No es suficiente con la adquisición y aplicación de un fotoprotector. Está demostrado que la aplicación incorrecta de un fotoprotector hace que este pierda hasta un 50% de su capacidad protectora. Por ello, es conveniente seguir una serie de consejos simples para su aplicación:

  • Aplicar el fotoprotector 30 minutos antes de la exposición solar. 

  • Reaplicar el fotoprotector al menos cada dos horas y después del baño o ejercicio 
intenso, especialmente si se trabaja al aire libre. 

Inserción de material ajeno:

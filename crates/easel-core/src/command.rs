//! Per-view publish/subscribe for semantic events.
//!
//! Listeners run synchronously in registration order when their view fires.
//! There is no error isolation: a panicking listener unwinds through `fire`
//! and skips the listeners registered after it.

use smallvec::SmallVec;

use crate::{EventCx, ViewId};

#[derive(Clone, Copy, Debug, PartialEq, Eq, Hash)]
pub enum CommandKind {
    /// The view was activated (button released, Enter in a text line).
    Action,
    /// The view's value changed.
    Change,
}

#[derive(Clone, Debug, Default, PartialEq)]
pub enum Payload {
    #[default]
    None,
    Bool(bool),
    Text(String),
    Index(usize),
    Number(f64),
}

impl Payload {
    pub fn as_bool(&self) -> Option<bool> {
        match self {
            Payload::Bool(b) => Some(*b),
            _ => None,
        }
    }

    pub fn as_text(&self) -> Option<&str> {
        match self {
            Payload::Text(s) => Some(s),
            _ => None,
        }
    }

    pub fn as_index(&self) -> Option<usize> {
        match self {
            Payload::Index(i) => Some(*i),
            _ => None,
        }
    }
}

#[derive(Clone, Debug, PartialEq)]
pub struct CommandEvent {
    pub kind: CommandKind,
    pub source: ViewId,
    pub payload: Payload,
}

#[derive(Clone, Copy, Debug, PartialEq, Eq, Hash, PartialOrd, Ord)]
pub struct ListenerId(pub(crate) u64);

pub type Listener = Box<dyn FnMut(&mut EventCx<'_>, &CommandEvent)>;

struct Entry {
    id: ListenerId,
    kind: CommandKind,
    /// `None` while the listener is running.
    callback: Option<Listener>,
}

#[derive(Default)]
pub(crate) struct Listeners {
    entries: Vec<Entry>,
}

impl Listeners {
    pub(crate) fn add(&mut self, id: ListenerId, kind: CommandKind, callback: Listener) {
        self.entries.push(Entry {
            id,
            kind,
            callback: Some(callback),
        });
    }

    pub(crate) fn remove(&mut self, id: ListenerId, kind: CommandKind) -> bool {
        let before = self.entries.len();
        self.entries.retain(|e| !(e.id == id && e.kind == kind));
        self.entries.len() != before
    }

    /// Snapshot of the listeners for `kind`, in registration order.
    pub(crate) fn ids(&self, kind: CommandKind) -> SmallVec<[ListenerId; 4]> {
        self.entries
            .iter()
            .filter(|e| e.kind == kind)
            .map(|e| e.id)
            .collect()
    }

    pub(crate) fn take(&mut self, id: ListenerId) -> Option<Listener> {
        self.entries
            .iter_mut()
            .find(|e| e.id == id)
            .and_then(|e| e.callback.take())
    }

    /// Returns a listener after it ran, unless it was removed meanwhile.
    pub(crate) fn restore(&mut self, id: ListenerId, callback: Listener) {
        if let Some(e) = self.entries.iter_mut().find(|e| e.id == id) {
            e.callback = Some(callback);
        }
    }

    pub(crate) fn count(&self, kind: CommandKind) -> usize {
        self.entries.iter().filter(|e| e.kind == kind).count()
    }
}

/// Invokes the listeners `event.source` registered for `event.kind`.
///
/// Listeners added while firing are not called for this event; listeners
/// removed while firing are skipped if they have not run yet.
pub(crate) fn dispatch_command(cx: &mut EventCx<'_>, event: &CommandEvent) {
    let ids = match cx.tree.node(event.source) {
        Some(node) => node.listeners.ids(event.kind),
        None => return,
    };
    log::trace!(
        "fire {:?} on {:?} to {} listener(s)",
        event.kind,
        event.source,
        ids.len()
    );
    for id in ids {
        let Some(mut callback) = cx
            .tree
            .node_mut(event.source)
            .and_then(|n| n.listeners.take(id))
        else {
            continue;
        };
        callback(cx, event);
        if let Some(node) = cx.tree.node_mut(event.source) {
            node.listeners.restore(id, callback);
        }
    }
}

  • Aplicar cantidad suficiente de fotoprotector. Como norma, utilizar aproximadamente 
la mano llena para su aplicación en todo el cuerpo (aprox. 28 gramos), aplicándolo 
incluso en pabellones auriculares y labios. Sólo deben evitarse en los párpados. 

  • El fotoprotector debe aplicarse también en los días nublados. En lo posible 
debemos buscar la sombra. 

  • Aplicarlo en todas las zonas expuestas al sol, incluyendo pabellones auriculares, 
hombros y la parte posterior de rodillas y piernas. 


¿Y los niños? ¿Por qué es tan importante la fotoprotección en la infancia?

  • El 80% de la radiación solar que recibiremos a lo largo de nuestra vida se recibe durante los primeros 18 años de vida. Por ello, la fotoprotección en estos años es muy importante para prevenir la aparición del cáncer cutáneo en la edad adulta.
Las quemaduras solares durante la infancia y la adolescencia son un importante factor de riesgo para el desarrollo de cáncer de piel en la vida adulta. 
Aunque básicamente deben seguirse las mismas medidas desarrolladas para el adulto, durante la infancia deben tenerse en cuenta las siguientes recomendaciones:

  • Por debajo del año de vida debe evitarse la exposición solar directa, aprovechando la sombra y utilizando ropa adecuada y gorros protectores. En este sentido la ropa de algodón refleja el calor y ayuda a mantener el frescor. Debe recordar que el uso de fotoprotectores está contraindicado en menores de 6 meses.

    Existen fotoprotectores específicos para estas edades “pediátricos”, compuestos fundamentalmente de filtros físicos, también llamados minerales, resistentes al agua.